▶ [EXERCISE PROMPT]: Transcribe, verbatim, every line from the start of the entries through the line that contains "fn request_frame(&mut self)"; include both boundary lines and omit all others.

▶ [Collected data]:
'''
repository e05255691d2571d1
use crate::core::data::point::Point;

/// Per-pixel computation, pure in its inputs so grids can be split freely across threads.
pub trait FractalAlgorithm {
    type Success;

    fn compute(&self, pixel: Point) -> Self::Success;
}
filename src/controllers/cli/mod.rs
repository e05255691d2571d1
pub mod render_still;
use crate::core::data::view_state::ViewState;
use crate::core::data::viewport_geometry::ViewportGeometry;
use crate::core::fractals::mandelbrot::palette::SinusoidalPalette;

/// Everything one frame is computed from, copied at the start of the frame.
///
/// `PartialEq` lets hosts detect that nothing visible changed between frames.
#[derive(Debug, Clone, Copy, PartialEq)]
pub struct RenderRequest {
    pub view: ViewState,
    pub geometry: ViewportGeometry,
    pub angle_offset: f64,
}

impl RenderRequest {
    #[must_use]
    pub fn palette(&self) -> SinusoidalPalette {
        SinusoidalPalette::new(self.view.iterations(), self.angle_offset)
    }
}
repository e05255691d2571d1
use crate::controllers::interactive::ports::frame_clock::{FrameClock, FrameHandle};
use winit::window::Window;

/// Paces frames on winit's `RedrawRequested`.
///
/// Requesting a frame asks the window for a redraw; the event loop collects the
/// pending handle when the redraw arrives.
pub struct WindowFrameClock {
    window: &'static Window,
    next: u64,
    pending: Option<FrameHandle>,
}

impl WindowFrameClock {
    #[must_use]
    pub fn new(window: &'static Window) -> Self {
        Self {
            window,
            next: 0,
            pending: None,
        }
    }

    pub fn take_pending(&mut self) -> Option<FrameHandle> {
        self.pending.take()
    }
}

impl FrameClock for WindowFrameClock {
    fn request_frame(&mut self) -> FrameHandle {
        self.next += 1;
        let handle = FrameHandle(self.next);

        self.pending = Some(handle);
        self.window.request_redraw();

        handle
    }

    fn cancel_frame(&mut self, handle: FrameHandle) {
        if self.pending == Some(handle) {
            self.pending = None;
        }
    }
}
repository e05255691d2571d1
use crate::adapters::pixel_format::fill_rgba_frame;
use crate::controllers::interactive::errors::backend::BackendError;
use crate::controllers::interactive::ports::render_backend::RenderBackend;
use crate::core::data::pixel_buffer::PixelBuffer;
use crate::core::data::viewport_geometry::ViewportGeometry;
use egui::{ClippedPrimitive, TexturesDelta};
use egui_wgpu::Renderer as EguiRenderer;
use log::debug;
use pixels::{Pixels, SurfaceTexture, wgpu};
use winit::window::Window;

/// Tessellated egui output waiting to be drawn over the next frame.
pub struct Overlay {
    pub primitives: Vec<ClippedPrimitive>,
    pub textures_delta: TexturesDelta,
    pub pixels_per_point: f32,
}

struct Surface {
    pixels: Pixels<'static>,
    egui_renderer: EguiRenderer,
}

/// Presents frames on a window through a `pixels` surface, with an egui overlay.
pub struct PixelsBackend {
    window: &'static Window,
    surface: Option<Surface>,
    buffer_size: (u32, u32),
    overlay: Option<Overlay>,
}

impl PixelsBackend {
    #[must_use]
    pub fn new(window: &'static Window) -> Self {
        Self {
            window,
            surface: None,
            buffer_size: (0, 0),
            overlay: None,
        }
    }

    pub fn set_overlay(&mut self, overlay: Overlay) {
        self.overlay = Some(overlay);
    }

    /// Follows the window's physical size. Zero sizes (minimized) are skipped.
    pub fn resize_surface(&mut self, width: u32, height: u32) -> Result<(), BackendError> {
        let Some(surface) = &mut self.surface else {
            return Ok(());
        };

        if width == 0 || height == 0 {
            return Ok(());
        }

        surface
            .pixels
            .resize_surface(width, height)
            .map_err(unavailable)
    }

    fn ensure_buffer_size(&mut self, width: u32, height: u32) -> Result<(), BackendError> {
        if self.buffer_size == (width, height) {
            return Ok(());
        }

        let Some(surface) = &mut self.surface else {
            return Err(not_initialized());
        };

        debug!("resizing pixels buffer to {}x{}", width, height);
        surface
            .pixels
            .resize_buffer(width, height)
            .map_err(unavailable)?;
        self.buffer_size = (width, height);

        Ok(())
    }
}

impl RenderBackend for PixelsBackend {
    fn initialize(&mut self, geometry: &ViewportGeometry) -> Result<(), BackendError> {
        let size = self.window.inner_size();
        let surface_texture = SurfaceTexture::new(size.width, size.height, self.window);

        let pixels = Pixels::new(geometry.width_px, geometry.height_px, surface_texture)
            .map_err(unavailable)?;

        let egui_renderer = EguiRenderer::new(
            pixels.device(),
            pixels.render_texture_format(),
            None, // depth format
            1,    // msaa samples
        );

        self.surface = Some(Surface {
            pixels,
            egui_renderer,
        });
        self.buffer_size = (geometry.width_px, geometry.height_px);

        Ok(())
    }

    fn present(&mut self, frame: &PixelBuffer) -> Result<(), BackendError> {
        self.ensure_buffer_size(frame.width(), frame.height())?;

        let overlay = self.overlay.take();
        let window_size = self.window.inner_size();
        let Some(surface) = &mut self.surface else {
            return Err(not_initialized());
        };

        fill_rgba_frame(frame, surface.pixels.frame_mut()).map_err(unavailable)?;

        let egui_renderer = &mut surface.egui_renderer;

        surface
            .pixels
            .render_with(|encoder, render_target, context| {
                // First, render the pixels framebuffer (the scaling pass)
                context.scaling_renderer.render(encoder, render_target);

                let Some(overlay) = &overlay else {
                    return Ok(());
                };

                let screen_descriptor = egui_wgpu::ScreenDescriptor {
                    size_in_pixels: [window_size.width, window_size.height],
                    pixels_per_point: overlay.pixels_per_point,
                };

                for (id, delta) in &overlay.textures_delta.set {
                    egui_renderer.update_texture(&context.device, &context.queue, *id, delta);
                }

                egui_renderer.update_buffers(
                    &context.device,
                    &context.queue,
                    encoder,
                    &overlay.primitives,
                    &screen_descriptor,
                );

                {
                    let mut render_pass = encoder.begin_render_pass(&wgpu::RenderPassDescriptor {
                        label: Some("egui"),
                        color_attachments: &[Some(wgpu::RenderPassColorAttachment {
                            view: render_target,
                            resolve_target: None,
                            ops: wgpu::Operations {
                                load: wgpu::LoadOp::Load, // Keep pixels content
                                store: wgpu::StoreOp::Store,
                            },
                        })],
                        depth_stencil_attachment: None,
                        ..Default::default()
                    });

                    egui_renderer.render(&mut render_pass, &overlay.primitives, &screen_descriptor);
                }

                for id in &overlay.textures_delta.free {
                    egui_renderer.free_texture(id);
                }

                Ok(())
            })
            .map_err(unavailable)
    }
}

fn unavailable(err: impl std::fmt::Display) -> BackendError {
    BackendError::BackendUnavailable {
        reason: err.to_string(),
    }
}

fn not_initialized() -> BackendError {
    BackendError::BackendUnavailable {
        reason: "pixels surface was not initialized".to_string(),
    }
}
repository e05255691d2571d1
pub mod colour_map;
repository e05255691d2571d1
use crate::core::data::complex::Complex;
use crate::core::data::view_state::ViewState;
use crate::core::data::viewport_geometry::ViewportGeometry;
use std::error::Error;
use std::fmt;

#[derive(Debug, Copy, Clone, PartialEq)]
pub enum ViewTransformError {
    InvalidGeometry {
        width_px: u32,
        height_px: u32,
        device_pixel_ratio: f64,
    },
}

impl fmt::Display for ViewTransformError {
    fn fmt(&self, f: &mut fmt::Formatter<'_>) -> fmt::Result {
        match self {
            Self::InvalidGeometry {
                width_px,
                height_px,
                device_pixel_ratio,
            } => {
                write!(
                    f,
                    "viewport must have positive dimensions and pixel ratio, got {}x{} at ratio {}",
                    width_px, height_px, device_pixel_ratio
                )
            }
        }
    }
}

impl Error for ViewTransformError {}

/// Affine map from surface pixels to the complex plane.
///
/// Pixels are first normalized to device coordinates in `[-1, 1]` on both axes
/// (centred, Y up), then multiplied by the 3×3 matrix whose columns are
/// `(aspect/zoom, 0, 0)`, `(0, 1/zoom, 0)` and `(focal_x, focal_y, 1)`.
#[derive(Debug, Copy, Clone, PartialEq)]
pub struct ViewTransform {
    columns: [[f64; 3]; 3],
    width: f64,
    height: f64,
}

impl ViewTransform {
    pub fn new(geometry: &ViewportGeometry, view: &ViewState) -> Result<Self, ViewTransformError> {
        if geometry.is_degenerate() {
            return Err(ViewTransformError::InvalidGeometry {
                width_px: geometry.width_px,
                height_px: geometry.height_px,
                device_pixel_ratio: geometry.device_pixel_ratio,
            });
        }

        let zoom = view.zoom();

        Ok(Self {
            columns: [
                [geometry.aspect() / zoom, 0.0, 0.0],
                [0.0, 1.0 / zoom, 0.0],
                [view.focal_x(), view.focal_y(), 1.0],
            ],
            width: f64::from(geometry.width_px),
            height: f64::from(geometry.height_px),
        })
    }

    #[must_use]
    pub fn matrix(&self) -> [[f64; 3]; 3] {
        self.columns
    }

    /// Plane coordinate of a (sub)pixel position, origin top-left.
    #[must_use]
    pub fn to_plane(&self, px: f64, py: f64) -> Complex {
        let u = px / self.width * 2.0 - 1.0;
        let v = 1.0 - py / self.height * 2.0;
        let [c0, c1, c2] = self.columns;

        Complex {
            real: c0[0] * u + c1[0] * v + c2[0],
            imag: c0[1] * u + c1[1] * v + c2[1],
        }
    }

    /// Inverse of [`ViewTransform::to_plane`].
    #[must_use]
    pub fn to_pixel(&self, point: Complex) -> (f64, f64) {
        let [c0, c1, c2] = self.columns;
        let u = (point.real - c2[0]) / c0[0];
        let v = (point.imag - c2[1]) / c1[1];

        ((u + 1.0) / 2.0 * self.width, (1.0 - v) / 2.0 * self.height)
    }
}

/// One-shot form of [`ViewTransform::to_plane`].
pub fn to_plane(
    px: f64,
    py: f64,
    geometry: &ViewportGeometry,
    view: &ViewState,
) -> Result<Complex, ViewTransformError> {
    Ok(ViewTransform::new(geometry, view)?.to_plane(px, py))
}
'''
▶ [RESPONSE AREA]:
repository e05255691d2571d1
use crate::core::data::point::Point;

/// Per-pixel computation, pure in its inputs so grids can be split freely across threads.
pub trait FractalAlgorithm {
    type Success;

    fn compute(&self, pixel: Point) -> Self::Success;
}
filename src/controllers/cli/mod.rs
repository e05255691d2571d1
pub mod render_still;
use crate::core::data::view_state::ViewState;
use crate::core::data::viewport_geometry::ViewportGeometry;
use crate::core::fractals::mandelbrot::palette::SinusoidalPalette;

/// Everything one frame is computed from, copied at the start of the frame.
///
/// `PartialEq` lets hosts detect that nothing visible changed between frames.
#[derive(Debug, Clone, Copy, PartialEq)]
pub struct RenderRequest {
    pub view: ViewState,
    pub geometry: ViewportGeometry,
    pub angle_offset: f64,
}

impl RenderRequest {
    #[must_use]
    pub fn palette(&self) -> SinusoidalPalette {
        SinusoidalPalette::new(self.view.iterations(), self.angle_offset)
    }
}
repository e05255691d2571d1
use crate::controllers::interactive::ports::frame_clock::{FrameClock, FrameHandle};
use winit::window::Window;

/// Paces frames on winit's `RedrawRequested`.
///
/// Requesting a frame asks the window for a redraw; the event loop collects the
/// pending handle when the redraw arrives.
pub struct WindowFrameClock {
    window: &'static Window,
    next: u64,
    pending: Option<FrameHandle>,
}

impl WindowFrameClock {
    #[must_use]
    pub fn new(window: &'static Window) -> Self {
        Self {
            window,
            next: 0,
            pending: None,
        }
    }

    pub fn take_pending(&mut self) -> Option<FrameHandle> {
        self.pending.take()
    }
}

impl FrameClock for WindowFrameClock {
    fn request_frame(&mut self) -> FrameHandle {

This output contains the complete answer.